The overall picture is similar to that for 2010—which is only to be expected since only a few years separate the two maps.

Mapping Howard County density quintiles

Population values in the 2010 census are exact counts of the entire population, except for any undercounts that might have occurred. (I assume that these were minimal for Howard County.) However, margins of error for ACS population estimates at the census block group level can be very high, up to 30% or even more relative to the estimates. That means that, for example, ranking individual census block groups based on their population density doesn’t always make sense, given that the relative positions of block groups on the list will in large part reflect random measurement errors.

To work around this issue I take the 154 Howard County census block groups and divide them into 5 groups or “quintiles” of 31 census block groups each, (except for the last quintile, which contains only 30 block groups). The quintiles are based on the block groups’ population densities 5-year estimates for 2010 Quintile 1 contains the 31 census block with the lowest population densities in 2010 (lowest 20%) and quintile 5 contains the 30 block groups with the highest population densities in 2010 (highest 20%). The other quintiles contain block groups with population densities intermediate between the lowest and highest values.

I create a new table density_quintiles as follows:

  1. I start with the density_cbg_2010 table created above.
  2. I rank the rows in ascending order from 1 to 154 based on the value of the population variable, using the min_rank() function. I then divide the rank value by 31, and take the next highest integer (using the ceiling() function). This produces a value from 1 to 5 for each row. I then convert the value to a character string and save it in a new variable quintile.
  3. I retain only the variables GEOID and quintile.

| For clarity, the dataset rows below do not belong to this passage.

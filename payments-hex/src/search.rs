//! Search projection: transactions joined with their details.

use std::collections::HashMap;
use std::sync::Arc;

use payments_types::{
    PaymentStore, RepoError, SearchFilter, TransactionDetail, TransactionId, TransactionReport,
};

pub struct SearchProjector<R: PaymentStore> {
    store: Arc<R>,
}

impl<R: PaymentStore> SearchProjector<R> {
    pub fn new(store: Arc<R>) -> Self {
        Self { store }
    }

    /// Runs the filter and attaches every transaction's details, fetched in
    /// a single batch. Order follows the store.
    pub async fn project(&self, filter: &SearchFilter) -> Result<Vec<TransactionReport>, RepoError> {
        let transactions = self.store.query_transactions(filter).await?;
        if transactions.is_empty() {
            return Ok(Vec::new());
        }

        let ids: Vec<TransactionId> = transactions.iter().map(|tx| tx.id).collect();
        let details = self.store.details_for_transactions(&ids).await?;

        let mut by_transaction: HashMap<TransactionId, Vec<TransactionDetail>> = HashMap::new();
        for detail in details {
            by_transaction
                .entry(detail.transaction_id)
                .or_default()
                .push(detail);
        }

        Ok(transactions
            .into_iter()
            .map(|transaction| TransactionReport {
                details: by_transaction.remove(&transaction.id).unwrap_or_default(),
                transaction,
            })
            .collect())
    }
}
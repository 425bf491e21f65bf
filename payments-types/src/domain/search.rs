//! Search criteria and the report projection.

use chrono::{DateTime, Utc};

use super::detail::TransactionDetail;
use super::transaction::{Transaction, TransactionStatus};

/// Criteria for selecting transactions. Every field is optional and the
/// supplied ones are combined with AND. Date bounds are inclusive and UTC.
#[derive(Debug, Clone, Default, PartialEq)]
pub struct SearchFilter {
    pub bank_id: Option<String>,
    pub status: Option<TransactionStatus>,
    pub order_reference: Option<String>,
    pub start_date: Option<DateTime<Utc>>,
    pub end_date: Option<DateTime<Utc>>,
}

impl SearchFilter {
    /// True when no criterion is set.
    pub fn is_empty(&self) -> bool {
        self.bank_id.is_none()
            && self.status.is_none()
            && self.order_reference.is_none()
            && self.start_date.is_none()
            && self.end_date.is_none()
    }

    /// Evaluates the filter against a single transaction.
    pub fn matches(&self, tx: &Transaction) -> bool {
        self.bank_id.as_ref().is_none_or(|b| *b == tx.bank_id)
            && self.status.is_none_or(|s| s == tx.status)
            && self
                .order_reference
                .as_ref()
                .is_none_or(|r| *r == tx.order_reference)
            && self.start_date.is_none_or(|d| tx.transaction_date >= d)
            && self.end_date.is_none_or(|d| tx.transaction_date <= d)
    }
}

/// A transaction joined with its detail rows.
#[derive(Debug, Clone, PartialEq)]
pub struct TransactionReport {
    pub transaction: Transaction,
    pub details: Vec<TransactionDetail>,
}

#[cfg(test)]
mod tests {
    use super::*;
    use chrono::{Duration, TimeZone};
    use rust_decimal_macros::dec;

    fn sample() -> Transaction {
        let at = Utc.with_ymd_and_hms(2024, 6, 1, 12, 0, 0).unwrap();
        Transaction::sale("akbank", dec!(100), "ORDER_001", at).0
    }

    #[test]
    fn test_empty_filter_matches_everything() {
        let filter = SearchFilter::default();
        assert!(filter.is_empty());
        assert!(filter.matches(&sample()));
    }

    #[test]
    fn test_bounds_are_inclusive() {
        let tx = sample();
        let filter = SearchFilter {
            start_date: Some(tx.transaction_date),
            end_date: Some(tx.transaction_date),
            ..Default::default()
        };
        assert!(filter.matches(&tx));

        let after = SearchFilter {
            start_date: Some(tx.transaction_date + Duration::seconds(1)),
            ..Default::default()
        };
        assert!(!after.matches(&tx));
    }

    #[test]
    fn test_criteria_are_combined() {
        let tx = sample();
        let filter = SearchFilter {
            bank_id: Some("akbank".into()),
            order_reference: Some("ORDER_999".into()),
            ..Default::default()
        };
        assert!(!filter.matches(&tx));
    }
}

The resulting table density_quintiles has 154 rows, each row containing the 12-character geographic ID of the corresponding census block group and the quintile of population density that that block group was in according to the 2010 census.

density_quintiles <- density_cbg_2010 %>%
  mutate(quintile = as.character(ceiling(min_rank(pop_density) / 31))) %>%
  select(GEOID, quintile)

I now want to map each census block group, coloring each block group according to the density quintile it was in according to the 2010 census. I do this as follows:

  1. I first define variables quintile_colors, quintiles, and quintile_labels, to specify the colors used for the quintiles on the map, the order in which they will be listed in the legend, and the labels used for them in the legend. For the colors I use a special [“colorblind-friendly” palette][cbfp] designed to be more readable by people with various forms of color blindess.
  2. I then take the table area_cbg_2017 containing the geometry for the census block groups and join it with the table density_quintiles created above, using the common variable GEOID.
  3. I plot the resulting table, using the value of the quintile variable to determine the fill color for each census block group.
  4. I first use geom_sf() to draw the census block groups themselves. I set the size parameter to zero to avoid drawing the outlines of the census block groups.
  5. I then use geom_sf() again twice, this time taking data from the major_roads_geo and minor_roads_geo tables respectively, to draw lines for the major and minor roads in Howard County.
  6. I use scale_fill_manual() to specify the colors for each census block group and to create a legend, with label text and label order as previously specified.
  7. I add a title, subtitle, and caption for the map.
  8. Finally I blank out the axis tick marks and axis labels (which would normally show latitude and longitude) and make the background of the graph blank for a cleaner look.
# Colors are assigned to the quintiles based on their alphabetical order.
quintile_colors <- c("#0072B2",  # 1
                     "#56B4E9",  # 2
                     "#009E73",  # 3
                     "#E69F00",  # 4
                     "#F0E442")  # 5

# The order of quintiles in this list determines the order in the legend.
quintile_order <- c("5", "4", "3", "2", "1")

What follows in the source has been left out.